*** Begin section ***
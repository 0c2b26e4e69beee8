use once_cell::sync::Lazy;
use regex::Regex;
use serde::Serialize;

use crate::entities::card::{Card, Category};

// ───── Constants ──────────────────────────────────────────────────────
const DESCRIPTION_PREVIEW_CHARS: usize = 140;

static BARE_NUMBER_RE: Lazy<Regex> =
    Lazy::new(|| Regex::new(r"^\d+([.,]\d+)*$").expect("bare number pattern"));


// ───── Presentation Models ──────────────────────────────────────────

#[derive(Debug, Clone, Copy, PartialEq, Eq, Serialize)]
#[serde(rename_all = "lowercase")]
pub enum DashboardLayout {
    Grid,
    List,
}

impl DashboardLayout {
    /// INFO renders as a reading list, every other tab as a card grid.
    pub fn for_category(category: Category) -> Self {
        match category {
            Category::Info => DashboardLayout::List,
            _ => DashboardLayout::Grid,
        }
    }
}

#[derive(Debug, Serialize)]
#[serde(rename_all = "camelCase")]
pub struct GridCardView {
    pub id: String,
    pub title: String,
    pub badge: String,
    pub image_url: String,
    pub description_preview: String,

    #[serde(skip_serializing_if = "Option::is_none")]
    pub link: Option<String>,

    #[serde(skip_serializing_if = "Option::is_none")]
    pub event: Option<EventBlockView>,
}

#[derive(Debug, Serialize)]
#[serde(rename_all = "camelCase")]
pub struct EventBlockView {
    #[serde(skip_serializing_if = "Option::is_none")]
    pub date_line: Option<String>,

    #[serde(skip_serializing_if = "Option::is_none")]
    pub location: Option<String>,

    #[serde(skip_serializing_if = "Option::is_none")]
    pub address: Option<String>,

    #[serde(skip_serializing_if = "Option::is_none")]
    pub price: Option<String>,
}

#[derive(Debug, Serialize)]
#[serde(rename_all = "camelCase")]
pub struct InfoEntryView {
    pub id: String,
    pub title: String,
    pub description: String,

    #[serde(skip_serializing_if = "Option::is_none")]
    pub link: Option<String>,

    #[serde(skip_serializing_if = "Option::is_none")]
    pub image_url: Option<String>,
}

#[derive(Debug, Serialize)]
#[serde(untagged)]
pub enum CardPresentation {
    Grid(GridCardView),
    List(InfoEntryView),
}

#[derive(Debug, Serialize)]
#[serde(rename_all = "camelCase")]
pub struct DashboardView {
    pub active_category: Category,
    pub tab_label: String,
    pub search_term: String,
    pub layout: DashboardLayout,
    pub empty: bool,
    pub items: Vec<CardPresentation>,
}

// ───── Builders ─────────────────────────────────────────────────────

impl DashboardView {
    pub fn build(category: Category, search_term: &str, cards: &[Card]) -> Self {
        let layout = DashboardLayout::for_category(category);
        let items: Vec<CardPresentation> = cards
            .iter()
            .map(|card| match layout {
                DashboardLayout::Grid => CardPresentation::Grid(GridCardView::from_card(card)),
                DashboardLayout::List => CardPresentation::List(InfoEntryView::from_card(card)),
            })
            .collect();

        DashboardView {
            active_category: category,
            tab_label: category.tab_label().to_string(),
            search_term: search_term.to_string(),
            layout,
            empty: items.is_empty(),
            items,
        }
    }
}

impl GridCardView {
    pub fn from_card(card: &Card) -> Self {
        let event = if card.category == Category::Events {
            EventBlockView::from_card(card)
        } else {
            None
        };

        GridCardView {
            id: card.id.clone(),
            title: card.title.clone(),
            badge: card.category.badge_label().to_string(),
            image_url: card
                .image_url
                .as_ref()
                .map(|image| image.as_str().to_string())
                .unwrap_or_else(|| default_image_url(card.category).to_string()),
            description_preview: preview_text(&card.description),
            link: card.link.clone(),
            event,
        }
    }
}

impl EventBlockView {
    /// None when the card carries no event details at all, so the face
    /// renders like a plain card.
    pub fn from_card(card: &Card) -> Option<Self> {
        let date_line = date_line(card.date.as_deref(), card.time.as_deref());
        let price = card.price.as_deref().map(display_price);

        if date_line.is_none() && card.location.is_none() && card.address.is_none() && price.is_none()
        {
            return None;
        }

        Some(EventBlockView {
            date_line,
            location: card.location.clone(),
            address: card.address.clone(),
            price,
        })
    }
}

impl InfoEntryView {
    pub fn from_card(card: &Card) -> Self {
        InfoEntryView {
            id: card.id.clone(),
            title: card.title.clone(),
            description: card.description.clone(),
            link: card.link.clone(),
            image_url: card.image_url.as_ref().map(|image| image.as_str().to_string()),
        }
    }
}

// ───── Display Rules ────────────────────────────────────────────────

/// Stand-in artwork for cards saved without their own image.
pub fn default_image_url(category: Category) -> &'static str {
    match category {
        Category::Sights => "https://picsum.photos/seed/sights/800/600",
        Category::Food => "https://picsum.photos/seed/food/800/600",
        Category::Nightlife => "https://picsum.photos/seed/nightlife/800/600",
        Category::Events => "https://picsum.photos/seed/events/800/600",
        Category::Info => "https://picsum.photos/800/600",
    }
}

/// Grid faces show a trimmed description, the stored text stays intact.
pub fn preview_text(description: &str) -> String {
    let mut chars = description.chars();
    let preview: String = chars.by_ref().take(DESCRIPTION_PREVIEW_CHARS).collect();
    if chars.next().is_some() {
        format!("{preview}…")
    } else {
        preview
    }
}

/// Date and time fold into one line, either part may stand alone.
pub fn date_line(date: Option<&str>, time: Option<&str>) -> Option<String> {
    match (date, time) {
        (Some(d), Some(t)) => Some(format!("{} at {}", d, t)),
        (Some(d), None) => Some(d.to_string()),
        (None, Some(t)) => Some(t.to_string()),
        (None, None) => None,
    }
}

/// A bare number gets the currency mark, anything else ("Free", "20€")
/// is shown exactly as entered.
pub fn display_price(raw: &str) -> String {
    let trimmed = raw.trim();
    if BARE_NUMBER_RE.is_match(trimmed) {
        format!("{trimmed}€")
    } else {
        trimmed.to_string()
    }
}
*** End section ***
All records shown above are to be reproduced without any alteration.

■ **Task output**:
repository 0c2b26e4e69beee8
use once_cell::sync::Lazy;
use regex::Regex;
use serde::Serialize;

use crate::entities::card::{Card, Category};

// ───── Constants ──────────────────────────────────────────────────────
const DESCRIPTION_PREVIEW_CHARS: usize = 140;

static BARE_NUMBER_RE: Lazy<Regex> =
    Lazy::new(|| Regex::new(r"^\d+([.,]\d+)*$").expect("bare number pattern"));


// ───── Presentation Models ──────────────────────────────────────────

#[derive(Debug, Clone, Copy, PartialEq, Eq, Serialize)]
#[serde(rename_all = "lowercase")]
pub enum DashboardLayout {
    Grid,
    List,
}

impl DashboardLayout {
    /// INFO renders as a reading list, every other tab as a card grid.
    pub fn for_category(category: Category) -> Self {
        match category {
            Category::Info => DashboardLayout::List,
            _ => DashboardLayout::Grid,
        }
    }
}

#[derive(Debug, Serialize)]
#[serde(rename_all = "camelCase")]
pub struct GridCardView {
    pub id: String,
    pub title: String,
    pub badge: String,
    pub image_url: String,
    pub description_preview: String,

    #[serde(skip_serializing_if = "Option::is_none")]
    pub link: Option<String>,

    #[serde(skip_serializing_if = "Option::is_none")]
    pub event: Option<EventBlockView>,
}

#[derive(Debug, Serialize)]
#[serde(rename_all = "camelCase")]
pub struct EventBlockView {
    #[serde(skip_serializing_if = "Option::is_none")]
    pub date_line: Option<String>,

    #[serde(skip_serializing_if = "Option::is_none")]
    pub location: Option<String>,

    #[serde(skip_serializing_if = "Option::is_none")]
    pub address: Option<String>,

    #[serde(skip_serializing_if = "Option::is_none")]
    pub price: Option<String>,
}

#[derive(Debug, Serialize)]
#[serde(rename_all = "camelCase")]
pub struct InfoEntryView {
    pub id: String,
    pub title: String,
    pub description: String,

    #[serde(skip_serializing_if = "Option::is_none")]
    pub link: Option<String>,

    #[serde(skip_serializing_if = "Option::is_none")]
    pub image_url: Option<String>,
}

#[derive(Debug, Serialize)]
#[serde(untagged)]
pub enum CardPresentation {
    Grid(GridCardView),
    List(InfoEntryView),
}

#[derive(Debug, Serialize)]
#[serde(rename_all = "camelCase")]
pub struct DashboardView {
    pub active_category: Category,
    pub tab_label: String,
    pub search_term: String,
    pub layout: DashboardLayout,
    pub empty: bool,
    pub items: Vec<CardPresentation>,
}

// ───── Builders ─────────────────────────────────────────────────────

impl DashboardView {
    pub fn build(category: Category, search_term: &str, cards: &[Card]) -> Self {
        let layout = DashboardLayout::for_category(category);
        let items: Vec<CardPresentation> = cards
            .iter()
            .map(|card| match layout {
                DashboardLayout::Grid => CardPresentation::Grid(GridCardView::from_card(card)),
                DashboardLayout::List => CardPresentation::List(InfoEntryView::from_card(card)),
            })
            .collect();

        DashboardView {
            active_category: category,
            tab_label: category.tab_label().to_string(),
            search_term: search_term.to_string(),
            layout,
            empty: items.is_empty(),
            items,
        }
    }
}

impl GridCardView {
    pub fn from_card(card: &Card) -> Self {
        let event = if card.category == Category::Events {
            EventBlockView::from_card(card)
        } else {
            None
        };

        GridCardView {
            id: card.id.clone(),
            title: card.title.clone(),
            badge: card.category.badge_label().to_string(),
            image_url: card
                .image_url
                .as_ref()
                .map(|image| image.as_str().to_string())
                .unwrap_or_else(|| default_image_url(card.category).to_string()),
            description_preview: preview_text(&card.description),
            link: card.link.clone(),
            event,
        }
    }
}

impl EventBlockView {
    /// None when the card carries no event details at all, so the face
    /// renders like a plain card.
    pub fn from_card(card: &Card) -> Option<Self> {
        let date_line = date_line(card.date.as_deref(), card.time.as_deref());
        let price = card.price.as_deref().map(display_price);

        if date_line.is_none() && card.location.is_none() && card.address.is_none() && price.is_none()
        {
            return None;
        }

        Some(EventBlockView {
            date_line,
            location: card.location.clone(),
            address: card.address.clone(),
            price,
        })
    }
}

impl InfoEntryView {
    pub fn from_card(card: &Card) -> Self {
        InfoEntryView {
            id: card.id.clone(),
            title: card.title.clone(),
            description: card.description.clone(),
            link: card.link.clone(),
            image_url: card.image_url.as_ref().map(|image| image.as_str().to_string()),
        }
    }
}

// ───── Display Rules ────────────────────────────────────────────────

/// Stand-in artwork for cards saved without their own image.
pub fn default_image_url(category: Category) -> &'static str {
    match category {
        Category::Sights => "https://picsum.photos/seed/sights/800/600",
        Category::Food => "https://picsum.photos/seed/food/800/600",
        Category::Nightlife => "https://picsum.photos/seed/nightlife/800/600",
        Category::Events => "https://picsum.photos/seed/events/800/600",
        Category::Info => "https://picsum.photos/800/600",
    }
}

/// Grid faces show a trimmed description, the stored text stays intact.
pub fn preview_text(description: &str) -> String {
    let mut chars = description.chars();
    let preview: String = chars.by_ref().take(DESCRIPTION_PREVIEW_CHARS).collect();
    if chars.next().is_some() {
        format!("{preview}…")
    } else {
        preview
    }
}

/// Date and time fold into one line, either part may stand alone.
pub fn date_line(date: Option<&str>, time: Option<&str>) -> Option<String> {
    match (date, time) {
        (Some(d), Some(t)) => Some(format!("{} at {}", d, t)),
        (Some(d), None) => Some(d.to_string()),
        (None, Some(t)) => Some(t.to_string()),
        (None, None) => None,
    }
}

/// A bare number gets the currency mark, anything else ("Free", "20€")
/// is shown exactly as entered.
pub fn display_price(raw: &str) -> String {
    let trimmed = raw.trim();
    if BARE_NUMBER_RE.is_match(trimmed) {
        format!("{trimmed}€")
    } else {
        trimmed.to_string()
    }
}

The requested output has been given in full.